EXERCISE PROMPT
Transcribe the data exactly, stopping after the "use crate::raster::Raster;" line.

INFORMATION

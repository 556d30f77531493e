//! Per-overlay GPU resource lifecycle.

use super::{BufferHandle, Renderer, TextureHandle};
use crate::geometry::QuadGeometry;
use crate::raster::Raster;

/// Owns the lazily created vertex buffer and texture for one overlay.
///
/// At most one of each is alive at a time. The texture persists across
/// geometry rebuilds and only has its content refreshed; the buffer is
/// destroyed through [`OverlayResources::invalidate_buffer`] whenever the
/// quad changes and recreated on next use.
#[derive(Debug, Default)]
pub struct OverlayResources {
    texture: Option<TextureHandle>,
    texture_size: Option<(u32, u32)>,
    buffer: Option<BufferHandle>,
}

impl OverlayResources {
    pub fn new() -> Self {
        Self::default()
    }

    pub fn texture(&self) -> Option<TextureHandle> {
        self.texture
    }

    pub fn buffer(&self) -> Option<BufferHandle> {
        self.buffer
    }

    /// Creates the vertex buffer from `quad` if none exists.
    ///
    /// A stale buffer must already have been cleared through
    /// [`invalidate_buffer`](Self::invalidate_buffer); a live buffer is
    /// never silently replaced.
    pub fn ensure_buffer(&mut self, renderer: &mut dyn Renderer, quad: &QuadGeometry) -> BufferHandle {
        if let Some(buffer) = self.buffer {
            return buffer;
        }
        let buffer = renderer.create_buffer(quad);
        self.buffer = Some(buffer);
        buffer
    }

    /// Creates or refreshes the texture for `raster`.
    ///
    /// The first call creates the texture with a full upload. Afterwards a
    /// dimension change forces a full re-upload, a streaming raster gets a
    /// partial in-place content update, and a static raster is left
    /// untouched.
    pub fn ensure_texture(&mut self, renderer: &mut dyn Renderer, raster: &Raster) -> TextureHandle {
        let image = raster.image();
        match self.texture {
            None => {
                let texture = renderer.create_texture(image);
                self.texture = Some(texture);
                self.texture_size = Some(image.dimensions());
                texture
            }
            Some(texture) => {
                if self.texture_size != Some(image.dimensions()) {
                    renderer.upload_full(texture, image);
                    self.texture_size = Some(image.dimensions());
                } else if raster.is_streaming() {
                    renderer.upload_partial(texture, image);
                }
                texture
            }
        }
    }

    /// Destroys the vertex buffer, if any, and clears the owning reference
    /// so [`ensure_buffer`](Self::ensure_buffer) recreates it on next use.
    /// The texture is not touched; only geometry is coordinate-dependent.
    pub fn invalidate_buffer(&mut self, renderer: &mut dyn Renderer) {
        if let Some(buffer) = self.buffer.take() {
            renderer.destroy_buffer(buffer);
        }
    }

    /// Destroys both resources; used when the overlay is removed
    pub fn release(&mut self, renderer: &mut dyn Renderer) {
        self.invalidate_buffer(renderer);
        if let Some(texture) = self.texture.take() {
            renderer.destroy_texture(texture);
        }
        self.texture_size = None;
    }
}

#[cfg(test)]
mod tests {
    use super::*;
    use crate::core::geo::{Point, TileCoord};
    use crate::geometry::build_quad;
    use crate::raster::RasterImage;

    #[derive(Default)]
    struct CountingRenderer {
        next: u64,
        created_textures: usize,
        full_uploads: usize,
        partial_uploads: usize,
        created_buffers: usize,
        destroyed_buffers: usize,
        destroyed_textures: usize,
    }

    impl Renderer for CountingRenderer {
        fn create_texture(&mut self, _image: &RasterImage) -> TextureHandle {
            self.next += 1;
            self.created_textures += 1;
            TextureHandle::from_raw(self.next)
        }

        fn upload_full(&mut self, _texture: TextureHandle, _image: &RasterImage) {
            self.full_uploads += 1;
        }

        fn upload_partial(&mut self, _texture: TextureHandle, _image: &RasterImage) {
            self.partial_uploads += 1;
        }

        fn create_buffer(&mut self, _quad: &QuadGeometry) -> BufferHandle {
            self.next += 1;
            self.created_buffers += 1;
            BufferHandle::from_raw(self.next)
        }

        fn destroy_buffer(&mut self, _buffer: BufferHandle) {
            self.destroyed_buffers += 1;
        }

        fn destroy_texture(&mut self, _texture: TextureHandle) {
            self.destroyed_textures += 1;
        }
    }

    fn quad() -> QuadGeometry {
        let corners = [
            Point::new(0.2, 0.2),
            Point::new(0.3, 0.2),
            Point::new(0.3, 0.3),
            Point::new(0.2, 0.3),
        ];
        build_quad(&corners, TileCoord::new(0, 0, 0))
    }

    fn static_raster(w: u32, h: u32) -> Raster {
        Raster::Static(RasterImage::new(w, h, vec![0u8; (w * h * 4) as usize]).unwrap())
    }

    fn streaming_raster(w: u32, h: u32) -> Raster {
        Raster::Streaming(RasterImage::new(w, h, vec![0u8; (w * h * 4) as usize]).unwrap())
    }

    #[test]
    fn test_texture_created_once_for_static_raster() {
        let mut renderer = CountingRenderer::default();
        let mut resources = OverlayResources::new();
        let raster = static_raster(8, 8);

        let first = resources.ensure_texture(&mut renderer, &raster);
        for _ in 0..5 {
            assert_eq!(resources.ensure_texture(&mut renderer, &raster), first);
        }

        assert_eq!(renderer.created_textures, 1);
        assert_eq!(renderer.full_uploads, 0);
        assert_eq!(renderer.partial_uploads, 0);
    }

    #[test]
    fn test_streaming_raster_updates_in_place() {
        let mut renderer = CountingRenderer::default();
        let mut resources = OverlayResources::new();
        let raster = streaming_raster(8, 8);

        resources.ensure_texture(&mut renderer, &raster);
        resources.ensure_texture(&mut renderer, &raster);
        resources.ensure_texture(&mut renderer, &raster);

        assert_eq!(renderer.created_textures, 1);
        assert_eq!(renderer.full_uploads, 0);
        assert_eq!(renderer.partial_uploads, 2);
    }

    #[test]
    fn test_resize_forces_full_upload() {
        let mut renderer = CountingRenderer::default();
        let mut resources = OverlayResources::new();

        let handle = resources.ensure_texture(&mut renderer, &static_raster(8, 8));
        let resized = resources.ensure_texture(&mut renderer, &static_raster(16, 16));

        assert_eq!(handle, resized);
        assert_eq!(renderer.created_textures, 1);
        assert_eq!(renderer.full_uploads, 1);
    }

    #[test]
    fn test_buffer_invalidation_cycle() {
        let mut renderer = CountingRenderer::default();
        let mut resources = OverlayResources::new();
        let quad = quad();

        let first = resources.ensure_buffer(&mut renderer, &quad);
        assert_eq!(resources.ensure_buffer(&mut renderer, &quad), first);
        assert_eq!(renderer.created_buffers, 1);

        resources.invalidate_buffer(&mut renderer);
        assert_eq!(renderer.destroyed_buffers, 1);
        assert!(resources.buffer().is_none());

        let second = resources.ensure_buffer(&mut renderer, &quad);
        assert_ne!(first, second);
        assert_eq!(renderer.created_buffers, 2);
    }

    #[test]
    fn test_invalidate_buffer_keeps_texture() {
        let mut renderer = CountingRenderer::default();
        let mut resources = OverlayResources::new();

        resources.ensure_texture(&mut renderer, &static_raster(8, 8));
        resources.ensure_buffer(&mut renderer, &quad());
        resources.invalidate_buffer(&mut renderer);

        assert!(resources.texture().is_some());
        assert_eq!(renderer.destroyed_textures, 0);
    }

    #[test]
    fn test_release_destroys_everything() {
        let mut renderer = CountingRenderer::default();
        let mut resources = OverlayResources::new();

        resources.ensure_texture(&mut renderer, &static_raster(8, 8));
        resources.ensure_buffer(&mut renderer, &quad());
        resources.release(&mut renderer);

        assert!(resources.texture().is_none());
        assert!(resources.buffer().is_none());
        assert_eq!(renderer.destroyed_buffers, 1);
        assert_eq!(renderer.destroyed_textures, 1);
    }
}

ANSWER SECTION
repository 556d30f77531493e
//! Per-overlay GPU resource lifecycle.

use super::{BufferHandle, Renderer, TextureHandle};
use crate::geometry::QuadGeometry;
use crate::raster::Raster;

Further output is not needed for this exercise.